Il Pd prepara la scissione tra Barca e il rottamatore

Bersani piange a Montecitorio appena rieletto Napolitano. E il "giovane turco" Orfini prevede: "È solo l'inizio". I democratici si schierano già in vista del congresso

Il Pd prepara la scissione tra Barca e il rottamatore

L'applauso scrosciante per la rielezione di Giorgio Napolitano echeggia ancora nell'aula, il segretario ormai dimesso Pier Luigi Bersani piange col volto tra le mani sui banchi Pd, e in Transatlantico Matteo Orfini già fa capire che il terremoto nel suo partito è solo all'inizio. E che il «Midas del Pd» (dal nome dell'albergo romano dove si realizzò con Bettino Craxi il ricambio generazionale alla guida del Psi) è appena cominciato, e non è escluso affatto che si concluda - a breve - con una scissione. È lo stesso vicesegretario Enrico Letta a denunciarlo: «Il rischio scissione esiste, non si può negarlo, ora bisogna fare pulizia nel partito». E molti, con un paradossale riferimento storico alla Svolta che chiuse il Pd, parlano di necessità di una «Rifondazione democratica».
La questione che pone Orfini, prima di immergersi nell'ennesima riunione dei «Giovani turchi», è secca e chiara: «Ora chi guiderà la trattativa sul governo? Il segretario, il suo vice, la presidente, il gruppo dirigente è tutto dimissionario.

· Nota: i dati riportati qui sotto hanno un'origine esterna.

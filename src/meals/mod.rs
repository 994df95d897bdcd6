//! Meal CRUD panel: add, list, delete (after confirmation) and today's stats.

use anyhow::Result;
use chrono::{NaiveDate, Utc};

use crate::api::types::{AddMealResponse, Meal, MealStats, MessageResponse, NewMeal};
use crate::api::{ApiClient, ApiError};

/// Meal slots offered by the add form.
pub const MEAL_TYPES: [&str; 4] = ["breakfast", "lunch", "dinner", "snack"];

impl NewMeal {
    /// Check the form before it is sent.
    pub fn validate(&self) -> Result<()> {
        if !MEAL_TYPES.contains(&self.meal_type.as_str()) {
            anyhow::bail!(
                "Meal type must be one of: {}",
                MEAL_TYPES.join(", ")
            );
        }
        if self.food_name.trim().is_empty() {
            anyhow::bail!("Please enter a food name");
        }
        if !(self.quantity > 0.0) {
            anyhow::bail!("Quantity must be greater than zero");
        }
        let macros = [self.calories, self.protein, self.carbs, self.fat];
        if macros.iter().any(|v| !v.is_finite() || *v < 0.0) {
            anyhow::bail!("Nutrition values cannot be negative");
        }
        Ok(())
    }
}

/// Normalize a user-typed meal type (`"Lunch "` → `"lunch"`).
pub fn normalize_meal_type(raw: &str) -> String {
    raw.trim().to_ascii_lowercase()
}

/// `POST /meal/add`. Validates first; an invalid form issues no request.
pub fn add(client: &ApiClient, meal: &NewMeal) -> Result<Meal> {
    meal.validate()?;
    let resp: AddMealResponse = client.post("/meal/add", meal)?;
    Ok(resp.meal)
}

/// Meals for one day (`GET /meals?date=YYYY-MM-DD`), or all meals.
pub fn list(client: &ApiClient, date: Option<NaiveDate>) -> Result<Vec<Meal>, ApiError> {
    match date {
        Some(date) => {
            let date = date.format("%Y-%m-%d").to_string();
            client.get("/meals", &[("date", date.as_str())])
        }
        None => client.get("/meals", &[]),
    }
}

/// Today's meals. The backend buckets meals by UTC day.
pub fn today(client: &ApiClient) -> Result<Vec<Meal>, ApiError> {
    list(client, Some(Utc::now().date_naive()))
}

/// `GET /meals/stats`
pub fn stats(client: &ApiClient) -> Result<MealStats, ApiError> {
    client.get("/meals/stats", &[])
}

/// Data re-fetched after a delete.
#[derive(Debug, Clone, PartialEq)]
pub struct MealRefresh {
    pub message: String,
    pub stats: MealStats,
    pub meals: Vec<Meal>,
}

/// Delete a meal once the user confirms.
///
/// `confirm` is asked first; when it declines nothing is sent and `Ok(None)`
/// comes back. After a confirmed delete the stats and today's meals are
/// fetched again so the caller can redraw both panels.
pub fn delete_confirmed<F>(
    client: &ApiClient,
    meal_id: &str,
    confirm: F,
) -> Result<Option<MealRefresh>, ApiError>
where
    F: FnOnce(&str) -> bool,
{
    if !confirm(meal_id) {
        return Ok(None);
    }

    let id = urlencoding::encode(meal_id.trim());
    let resp: MessageResponse = client.delete(&format!("/meal/delete/{id}"))?;

    let stats = stats(client)?;
    let meals = today(client)?;

    Ok(Some(MealRefresh {
        message: if resp.message.is_empty() {
            "Meal deleted".to_string()
        } else {
            resp.message
        },
        stats,
        meals,
    }))
}

/// Sum of the macros over a set of meals, as `(calories, protein, carbs, fat)`.
pub fn totals(meals: &[Meal]) -> (f64, f64, f64, f64) {
    meals.iter().fold((0.0, 0.0, 0.0, 0.0), |acc, m| {
        (
            acc.0 + m.calories,
            acc.1 + m.protein,
            acc.2 + m.carbs,
            acc.3 + m.fat,
        )
    })
}

#[cfg(test)]
mod tests {
    use super::*;

    fn meal() -> NewMeal {
        NewMeal {
            meal_type: "lunch".into(),
            food_name: "Apple".into(),
            quantity: 1.0,
            calories: 52.0,
            protein: 0.3,
            carbs: 13.8,
            fat: 0.2,
            food_id: String::new(),
        }
    }

    #[test]
    fn valid_meal_passes() {
        assert!(meal().validate().is_ok());
    }

    #[test]
    fn rejects_unknown_meal_type() {
        let mut m = meal();
        m.meal_type = "brunch".into();
        let err = m.validate().unwrap_err().to_string();
        assert!(err.contains("breakfast, lunch, dinner, snack"));
    }

    #[test]
    fn rejects_non_positive_quantity_and_negative_macros() {
        let mut m = meal();
        m.quantity = 0.0;
        assert!(m.validate().is_err());
        m.quantity = f64::NAN;
        assert!(m.validate().is_err());

        let mut m = meal();
        m.fat = -1.0;
        assert!(m.validate().is_err());
    }

    #[test]
    fn rejects_blank_food_name() {
        let mut m = meal();
        m.food_name = "  ".into();
        assert!(m.validate().is_err());
    }

    #[test]
    fn normalize_meal_type_lowercases() {
        assert_eq!(normalize_meal_type(" Dinner "), "dinner");
    }

    #[test]
    fn totals_sum_macros() {
        let meals = vec![
            Meal {
                calories: 100.0,
                protein: 10.0,
                carbs: 5.0,
                fat: 2.0,
                ..Meal::default()
            },
            Meal {
                calories: 50.0,
                protein: 1.0,
                carbs: 10.0,
                fat: 0.5,
                ..Meal::default()
            },
        ];
        assert_eq!(totals(&meals), (150.0, 11.0, 15.0, 2.5));
    }
}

E sarebbe ridicolo che alle consultazioni con Napolitano andassero i capigruppo Speranza (che vuol dire Bersani), Zanda (che vuol dire Franceschini) e Letta (che vuol dire Letta): io non mi sentirei rappresentato, né tenuto a seguire la loro linea, se si arriverà ad un voto di fiducia su un esecutivo». Non si può più «tenere fuori Renzi dalle decisioni»; per Orfini, e certo non si possono tenere fuori i giovani turchi e quel che attorno a loro si sta coagulando. Una feroce e ormai aperta guerriglia interna contro la gestione bersaniana, contro il «tortellino magico» dei Migliavacca e degli Errani, contro gli stessi capigruppo eletti solo un mese fa, ma in un'altra era politica. Nessuno sa chi e come deve gestire nell'immediato questa fase, prima dell'inevitabile congresso in tempi ravvicinatissimi (e di una candidatura a leader del partito che ormai Matteo Renzi ritiene quasi inevitabile) e questo rende difficilissimo anche il varo del futuro governo di larghe intese, almeno per quanto riguarda il Pd. Dove ovviamente convivono linee diametralmente opposte, e l'idea di dare il via ad una maggioranza con il Pdl è fortissimamente osteggiata dall'ala grillin-movimentista assai presente nelle nuove leve di parlamentari.

Uno di loro, Filippo Fossati (un braccio ingessato per un incidente) ha avuto la bella pensata di alzarsi nell'assemblea dei gruppi, ieri a ora di pranzo, e chiedere a Bersani che aveva appena annunciato - tra gli applausi - il Napolitano bis: «Ma avete esperito fino in fondo, anche coi grillini, l'ipotesi Rodotà?». Ha rischiato il linciaggio: «Ora ti rompo anche l'altro braccio» lo ha minacciato (ironicamente) il tesoriere Misiani. Ma sono molti i neoparlamentari (e non solo neo), ostaggi di una parte della base ormai cannibalizzata dal grillismo, che ancora ieri mattina si sono riuniti in separata sede per continuare a portare avanti la candidatura Rodotà. E che hanno trovato una sponda negli appelli a favore dell'ex garante della Privacy (e contro Napolitano e le larghe intese) di Fabrizio Barca, di Cofferati, Landini, Emiliano.

Spiegano i franceschiniani: «È matematico che nel voto di fiducia al futuro governo perderemo un pezzo, una parte della sinistra se ne andrà e sarà la premessa per un nuovo partito con Sel e Barca. Ma non è un male: finalmente si farà chiarezza». Vendola organizza per l'8 maggio il lancio di un «cantiere per la nuova sinistra», aspettando l'arrivo di nuove truppe dal Pd.

E Renzi (che è in contatto con Napolitano, e si mostra convinto che il governo, se nascerà, durerà al massimo un anno) guarda senza allarme alla futura scissione: «Lo scenario è buono per noi - spiega uno dei suoi strateghi - Bersani non c'è più, a sinistra faremo pulizia di ogni grillismo e rifondarolismo, quelli di Scelta civica sono pronti a venire con noi e Renzi sarà il candidato premier».